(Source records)
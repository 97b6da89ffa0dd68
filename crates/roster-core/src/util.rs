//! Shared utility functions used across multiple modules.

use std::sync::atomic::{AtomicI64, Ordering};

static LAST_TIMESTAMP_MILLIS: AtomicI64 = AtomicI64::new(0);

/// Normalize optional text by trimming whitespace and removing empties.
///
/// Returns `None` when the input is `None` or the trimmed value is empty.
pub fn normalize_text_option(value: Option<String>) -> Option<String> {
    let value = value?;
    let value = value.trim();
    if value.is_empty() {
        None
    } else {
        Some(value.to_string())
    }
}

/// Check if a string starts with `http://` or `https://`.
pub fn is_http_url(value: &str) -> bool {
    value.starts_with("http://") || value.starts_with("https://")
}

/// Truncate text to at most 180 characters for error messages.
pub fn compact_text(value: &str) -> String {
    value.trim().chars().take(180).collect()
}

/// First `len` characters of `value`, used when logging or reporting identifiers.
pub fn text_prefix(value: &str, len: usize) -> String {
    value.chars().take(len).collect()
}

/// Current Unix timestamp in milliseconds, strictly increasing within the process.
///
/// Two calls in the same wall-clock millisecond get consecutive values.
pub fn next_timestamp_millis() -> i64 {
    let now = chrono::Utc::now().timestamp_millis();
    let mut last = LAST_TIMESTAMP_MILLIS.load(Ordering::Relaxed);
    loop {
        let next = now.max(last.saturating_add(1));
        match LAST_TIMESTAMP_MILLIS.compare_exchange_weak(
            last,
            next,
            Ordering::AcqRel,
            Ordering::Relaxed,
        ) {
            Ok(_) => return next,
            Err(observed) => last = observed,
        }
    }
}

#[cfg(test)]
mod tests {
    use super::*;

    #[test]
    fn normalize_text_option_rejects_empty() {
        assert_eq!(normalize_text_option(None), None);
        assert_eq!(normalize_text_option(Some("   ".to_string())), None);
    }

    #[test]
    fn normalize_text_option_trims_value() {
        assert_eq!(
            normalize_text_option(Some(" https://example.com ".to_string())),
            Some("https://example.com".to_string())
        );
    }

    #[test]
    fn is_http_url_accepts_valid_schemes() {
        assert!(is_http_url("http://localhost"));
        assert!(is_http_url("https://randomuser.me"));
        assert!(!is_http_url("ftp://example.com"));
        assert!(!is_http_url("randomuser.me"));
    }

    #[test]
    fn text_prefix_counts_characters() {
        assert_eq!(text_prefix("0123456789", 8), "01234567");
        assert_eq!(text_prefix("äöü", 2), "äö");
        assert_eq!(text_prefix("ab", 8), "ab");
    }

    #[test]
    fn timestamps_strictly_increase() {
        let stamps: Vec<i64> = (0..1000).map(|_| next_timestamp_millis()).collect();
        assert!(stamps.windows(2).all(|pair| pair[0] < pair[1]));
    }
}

• **TASK REQUIREMENTS**: Restate word for word the lines above, beginning at the first one and ending at the line that carries "or reporting identifiers.".

• **THE COMPLETED TASK**:
repository 97b6da89ffa0dd68
filename crates/roster-core/src/util.rs
//! Shared utility functions used across multiple modules.

use std::sync::atomic::{AtomicI64, Ordering};

static LAST_TIMESTAMP_MILLIS: AtomicI64 = AtomicI64::new(0);

/// Normalize optional text by trimming whitespace and removing empties.
///
/// Returns `None` when the input is `None` or the trimmed value is empty.
pub fn normalize_text_option(value: Option<String>) -> Option<String> {
    let value = value?;
    let value = value.trim();
    if value.is_empty() {
        None
    } else {
        Some(value.to_string())
    }
}

/// Check if a string starts with `http://` or `https://`.
pub fn is_http_url(value: &str) -> bool {
    value.starts_with("http://") || value.starts_with("https://")
}

/// Truncate text to at most 180 characters for error messages.
pub fn compact_text(value: &str) -> String {
    value.trim().chars().take(180).collect()
}

/// First `len` characters of `value`, used when logging or reporting identifiers.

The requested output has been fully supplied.